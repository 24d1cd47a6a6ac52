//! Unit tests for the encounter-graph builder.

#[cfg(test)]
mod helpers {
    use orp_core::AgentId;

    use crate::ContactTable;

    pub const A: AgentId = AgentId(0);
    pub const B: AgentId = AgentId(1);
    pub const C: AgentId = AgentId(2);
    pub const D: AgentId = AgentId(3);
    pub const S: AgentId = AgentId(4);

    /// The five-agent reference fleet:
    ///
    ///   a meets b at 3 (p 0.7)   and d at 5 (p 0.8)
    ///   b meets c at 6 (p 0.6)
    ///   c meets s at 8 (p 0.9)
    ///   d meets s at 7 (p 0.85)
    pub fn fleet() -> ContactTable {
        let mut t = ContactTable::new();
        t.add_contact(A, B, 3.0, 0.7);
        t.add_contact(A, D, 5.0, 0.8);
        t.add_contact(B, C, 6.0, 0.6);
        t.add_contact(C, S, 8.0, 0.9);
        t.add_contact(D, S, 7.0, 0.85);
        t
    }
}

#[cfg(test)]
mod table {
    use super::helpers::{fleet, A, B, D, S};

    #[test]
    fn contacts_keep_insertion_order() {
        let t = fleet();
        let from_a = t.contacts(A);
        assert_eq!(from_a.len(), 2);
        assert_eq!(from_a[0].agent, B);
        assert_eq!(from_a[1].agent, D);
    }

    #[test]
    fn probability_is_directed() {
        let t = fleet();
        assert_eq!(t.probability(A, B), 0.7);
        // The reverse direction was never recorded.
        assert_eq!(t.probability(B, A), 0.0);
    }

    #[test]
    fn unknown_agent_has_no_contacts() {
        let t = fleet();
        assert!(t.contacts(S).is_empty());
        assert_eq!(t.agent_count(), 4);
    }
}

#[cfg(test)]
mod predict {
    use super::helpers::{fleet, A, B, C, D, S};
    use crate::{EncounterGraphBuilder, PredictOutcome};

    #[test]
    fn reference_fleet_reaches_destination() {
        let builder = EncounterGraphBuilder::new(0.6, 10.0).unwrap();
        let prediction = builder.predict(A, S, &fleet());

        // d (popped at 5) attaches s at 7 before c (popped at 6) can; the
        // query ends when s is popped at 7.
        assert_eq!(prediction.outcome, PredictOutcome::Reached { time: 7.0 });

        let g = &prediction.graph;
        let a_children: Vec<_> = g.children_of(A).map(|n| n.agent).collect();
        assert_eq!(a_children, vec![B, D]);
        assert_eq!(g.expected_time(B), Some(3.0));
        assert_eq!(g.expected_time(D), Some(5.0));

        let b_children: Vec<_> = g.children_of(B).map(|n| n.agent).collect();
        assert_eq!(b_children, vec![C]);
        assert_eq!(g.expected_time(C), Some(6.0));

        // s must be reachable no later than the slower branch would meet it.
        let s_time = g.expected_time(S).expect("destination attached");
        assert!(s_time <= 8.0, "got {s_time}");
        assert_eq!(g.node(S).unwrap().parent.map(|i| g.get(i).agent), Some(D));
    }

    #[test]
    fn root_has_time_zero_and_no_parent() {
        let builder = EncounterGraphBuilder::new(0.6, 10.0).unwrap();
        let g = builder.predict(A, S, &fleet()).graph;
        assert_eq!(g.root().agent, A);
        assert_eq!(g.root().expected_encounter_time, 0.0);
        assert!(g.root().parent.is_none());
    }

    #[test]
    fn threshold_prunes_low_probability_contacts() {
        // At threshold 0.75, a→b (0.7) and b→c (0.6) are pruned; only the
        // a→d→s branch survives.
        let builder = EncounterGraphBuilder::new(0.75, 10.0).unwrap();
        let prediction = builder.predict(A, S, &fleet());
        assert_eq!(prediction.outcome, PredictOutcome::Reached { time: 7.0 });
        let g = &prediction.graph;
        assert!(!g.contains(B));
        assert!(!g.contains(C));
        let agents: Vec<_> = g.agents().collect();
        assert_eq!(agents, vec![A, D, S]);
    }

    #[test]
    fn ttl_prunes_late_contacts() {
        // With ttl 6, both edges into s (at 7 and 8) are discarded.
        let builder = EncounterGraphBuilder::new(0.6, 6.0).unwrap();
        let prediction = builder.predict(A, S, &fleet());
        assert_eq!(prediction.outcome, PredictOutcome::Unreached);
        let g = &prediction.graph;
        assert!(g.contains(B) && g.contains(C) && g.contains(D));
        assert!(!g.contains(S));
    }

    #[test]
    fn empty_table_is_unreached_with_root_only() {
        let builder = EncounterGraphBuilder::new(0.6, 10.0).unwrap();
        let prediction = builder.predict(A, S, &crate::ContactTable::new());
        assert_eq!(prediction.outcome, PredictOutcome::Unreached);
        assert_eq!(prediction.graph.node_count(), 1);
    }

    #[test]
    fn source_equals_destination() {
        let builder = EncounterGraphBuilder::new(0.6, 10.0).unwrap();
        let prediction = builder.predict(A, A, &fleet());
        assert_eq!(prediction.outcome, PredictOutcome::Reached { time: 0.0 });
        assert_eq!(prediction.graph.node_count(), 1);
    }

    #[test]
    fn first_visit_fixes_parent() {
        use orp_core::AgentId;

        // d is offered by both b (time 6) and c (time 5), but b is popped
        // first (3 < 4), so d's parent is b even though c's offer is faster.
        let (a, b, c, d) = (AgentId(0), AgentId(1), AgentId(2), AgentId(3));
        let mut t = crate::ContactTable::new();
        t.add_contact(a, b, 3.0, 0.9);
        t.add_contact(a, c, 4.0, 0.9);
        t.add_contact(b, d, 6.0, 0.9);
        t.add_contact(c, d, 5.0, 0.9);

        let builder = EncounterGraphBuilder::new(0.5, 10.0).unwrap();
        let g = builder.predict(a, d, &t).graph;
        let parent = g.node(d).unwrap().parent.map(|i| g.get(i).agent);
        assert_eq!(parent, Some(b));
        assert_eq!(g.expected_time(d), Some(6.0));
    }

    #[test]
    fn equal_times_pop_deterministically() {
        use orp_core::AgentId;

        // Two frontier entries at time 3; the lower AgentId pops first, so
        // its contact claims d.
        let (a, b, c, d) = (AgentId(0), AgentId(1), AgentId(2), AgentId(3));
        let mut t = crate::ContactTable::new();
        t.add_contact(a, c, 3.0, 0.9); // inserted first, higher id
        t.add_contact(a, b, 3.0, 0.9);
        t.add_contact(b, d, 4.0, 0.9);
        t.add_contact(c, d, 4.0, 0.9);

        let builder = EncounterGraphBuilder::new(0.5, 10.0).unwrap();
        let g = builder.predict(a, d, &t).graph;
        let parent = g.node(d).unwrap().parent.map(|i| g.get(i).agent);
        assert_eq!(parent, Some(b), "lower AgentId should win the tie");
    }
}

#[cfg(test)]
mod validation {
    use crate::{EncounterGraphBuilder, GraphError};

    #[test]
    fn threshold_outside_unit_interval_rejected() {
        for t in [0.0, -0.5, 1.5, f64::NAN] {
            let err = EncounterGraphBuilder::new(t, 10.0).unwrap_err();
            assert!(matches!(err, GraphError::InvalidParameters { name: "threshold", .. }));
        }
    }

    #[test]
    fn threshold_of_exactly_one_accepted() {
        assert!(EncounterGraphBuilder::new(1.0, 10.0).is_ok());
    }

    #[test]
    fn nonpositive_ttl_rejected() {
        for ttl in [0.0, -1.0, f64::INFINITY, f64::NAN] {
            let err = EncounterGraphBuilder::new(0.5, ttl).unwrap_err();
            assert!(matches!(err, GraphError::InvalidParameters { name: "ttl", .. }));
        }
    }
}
══════
● Description of the task:
Please output the complete set of records above without any alteration.

● Exercise solution:
repository 24d1cd47a6a6ac52
//! Unit tests for the encounter-graph builder.

#[cfg(test)]
mod helpers {
    use orp_core::AgentId;

    use crate::ContactTable;

    pub const A: AgentId = AgentId(0);
    pub const B: AgentId = AgentId(1);
    pub const C: AgentId = AgentId(2);
    pub const D: AgentId = AgentId(3);
    pub const S: AgentId = AgentId(4);

    /// The five-agent reference fleet:
    ///
    ///   a meets b at 3 (p 0.7)   and d at 5 (p 0.8)
    ///   b meets c at 6 (p 0.6)
    ///   c meets s at 8 (p 0.9)
    ///   d meets s at 7 (p 0.85)
    pub fn fleet() -> ContactTable {
        let mut t = ContactTable::new();
        t.add_contact(A, B, 3.0, 0.7);
        t.add_contact(A, D, 5.0, 0.8);
        t.add_contact(B, C, 6.0, 0.6);
        t.add_contact(C, S, 8.0, 0.9);
        t.add_contact(D, S, 7.0, 0.85);
        t
    }
}

#[cfg(test)]
mod table {
    use super::helpers::{fleet, A, B, D, S};

    #[test]
    fn contacts_keep_insertion_order() {
        let t = fleet();
        let from_a = t.contacts(A);
        assert_eq!(from_a.len(), 2);
        assert_eq!(from_a[0].agent, B);
        assert_eq!(from_a[1].agent, D);
    }

    #[test]
    fn probability_is_directed() {
        let t = fleet();
        assert_eq!(t.probability(A, B), 0.7);
        // The reverse direction was never recorded.
        assert_eq!(t.probability(B, A), 0.0);
    }

    #[test]
    fn unknown_agent_has_no_contacts() {
        let t = fleet();
        assert!(t.contacts(S).is_empty());
        assert_eq!(t.agent_count(), 4);
    }
}

#[cfg(test)]
mod predict {
    use super::helpers::{fleet, A, B, C, D, S};
    use crate::{EncounterGraphBuilder, PredictOutcome};

    #[test]
    fn reference_fleet_reaches_destination() {
        let builder = EncounterGraphBuilder::new(0.6, 10.0).unwrap();
        let prediction = builder.predict(A, S, &fleet());

        // d (popped at 5) attaches s at 7 before c (popped at 6) can; the
        // query ends when s is popped at 7.
        assert_eq!(prediction.outcome, PredictOutcome::Reached { time: 7.0 });

        let g = &prediction.graph;
        let a_children: Vec<_> = g.children_of(A).map(|n| n.agent).collect();
        assert_eq!(a_children, vec![B, D]);
        assert_eq!(g.expected_time(B), Some(3.0));
        assert_eq!(g.expected_time(D), Some(5.0));

        let b_children: Vec<_> = g.children_of(B).map(|n| n.agent).collect();
        assert_eq!(b_children, vec![C]);
        assert_eq!(g.expected_time(C), Some(6.0));

        // s must be reachable no later than the slower branch would meet it.
        let s_time = g.expected_time(S).expect("destination attached");
        assert!(s_time <= 8.0, "got {s_time}");
        assert_eq!(g.node(S).unwrap().parent.map(|i| g.get(i).agent), Some(D));
    }

    #[test]
    fn root_has_time_zero_and_no_parent() {
        let builder = EncounterGraphBuilder::new(0.6, 10.0).unwrap();
        let g = builder.predict(A, S, &fleet()).graph;
        assert_eq!(g.root().agent, A);
        assert_eq!(g.root().expected_encounter_time, 0.0);
        assert!(g.root().parent.is_none());
    }

    #[test]
    fn threshold_prunes_low_probability_contacts() {
        // At threshold 0.75, a→b (0.7) and b→c (0.6) are pruned; only the
        // a→d→s branch survives.
        let builder = EncounterGraphBuilder::new(0.75, 10.0).unwrap();
        let prediction = builder.predict(A, S, &fleet());
        assert_eq!(prediction.outcome, PredictOutcome::Reached { time: 7.0 });
        let g = &prediction.graph;
        assert!(!g.contains(B));
        assert!(!g.contains(C));
        let agents: Vec<_> = g.agents().collect();
        assert_eq!(agents, vec![A, D, S]);
    }

    #[test]
    fn ttl_prunes_late_contacts() {
        // With ttl 6, both edges into s (at 7 and 8) are discarded.
        let builder = EncounterGraphBuilder::new(0.6, 6.0).unwrap();
        let prediction = builder.predict(A, S, &fleet());
        assert_eq!(prediction.outcome, PredictOutcome::Unreached);
        let g = &prediction.graph;
        assert!(g.contains(B) && g.contains(C) && g.contains(D));
        assert!(!g.contains(S));
    }

    #[test]
    fn empty_table_is_unreached_with_root_only() {
        let builder = EncounterGraphBuilder::new(0.6, 10.0).unwrap();
        let prediction = builder.predict(A, S, &crate::ContactTable::new());
        assert_eq!(prediction.outcome, PredictOutcome::Unreached);
        assert_eq!(prediction.graph.node_count(), 1);
    }

    #[test]
    fn source_equals_destination() {
        let builder = EncounterGraphBuilder::new(0.6, 10.0).unwrap();
        let prediction = builder.predict(A, A, &fleet());
        assert_eq!(prediction.outcome, PredictOutcome::Reached { time: 0.0 });
        assert_eq!(prediction.graph.node_count(), 1);
    }

    #[test]
    fn first_visit_fixes_parent() {
        use orp_core::AgentId;

        // d is offered by both b (time 6) and c (time 5), but b is popped
        // first (3 < 4), so d's parent is b even though c's offer is faster.
        let (a, b, c, d) = (AgentId(0), AgentId(1), AgentId(2), AgentId(3));
        let mut t = crate::ContactTable::new();
        t.add_contact(a, b, 3.0, 0.9);
        t.add_contact(a, c, 4.0, 0.9);
        t.add_contact(b, d, 6.0, 0.9);
        t.add_contact(c, d, 5.0, 0.9);

        let builder = EncounterGraphBuilder::new(0.5, 10.0).unwrap();
        let g = builder.predict(a, d, &t).graph;
        let parent = g.node(d).unwrap().parent.map(|i| g.get(i).agent);
        assert_eq!(parent, Some(b));
        assert_eq!(g.expected_time(d), Some(6.0));
    }

    #[test]
    fn equal_times_pop_deterministically() {
        use orp_core::AgentId;

        // Two frontier entries at time 3; the lower AgentId pops first, so
        // its contact claims d.
        let (a, b, c, d) = (AgentId(0), AgentId(1), AgentId(2), AgentId(3));
        let mut t = crate::ContactTable::new();
        t.add_contact(a, c, 3.0, 0.9); // inserted first, higher id
        t.add_contact(a, b, 3.0, 0.9);
        t.add_contact(b, d, 4.0, 0.9);
        t.add_contact(c, d, 4.0, 0.9);

        let builder = EncounterGraphBuilder::new(0.5, 10.0).unwrap();
        let g = builder.predict(a, d, &t).graph;
        let parent = g.node(d).unwrap().parent.map(|i| g.get(i).agent);
        assert_eq!(parent, Some(b), "lower AgentId should win the tie");
    }
}

#[cfg(test)]
mod validation {
    use crate::{EncounterGraphBuilder, GraphError};

    #[test]
    fn threshold_outside_unit_interval_rejected() {
        for t in [0.0, -0.5, 1.5, f64::NAN] {
            let err = EncounterGraphBuilder::new(t, 10.0).unwrap_err();
            assert!(matches!(err, GraphError::InvalidParameters { name: "threshold", .. }));
        }
    }

    #[test]
    fn threshold_of_exactly_one_accepted() {
        assert!(EncounterGraphBuilder::new(1.0, 10.0).is_ok());
    }

    #[test]
    fn nonpositive_ttl_rejected() {
        for ttl in [0.0, -1.0, f64::INFINITY, f64::NAN] {
            let err = EncounterGraphBuilder::new(0.5, ttl).unwrap_err();
            assert!(matches!(err, GraphError::InvalidParameters { name: "ttl", .. }));
        }
    }
}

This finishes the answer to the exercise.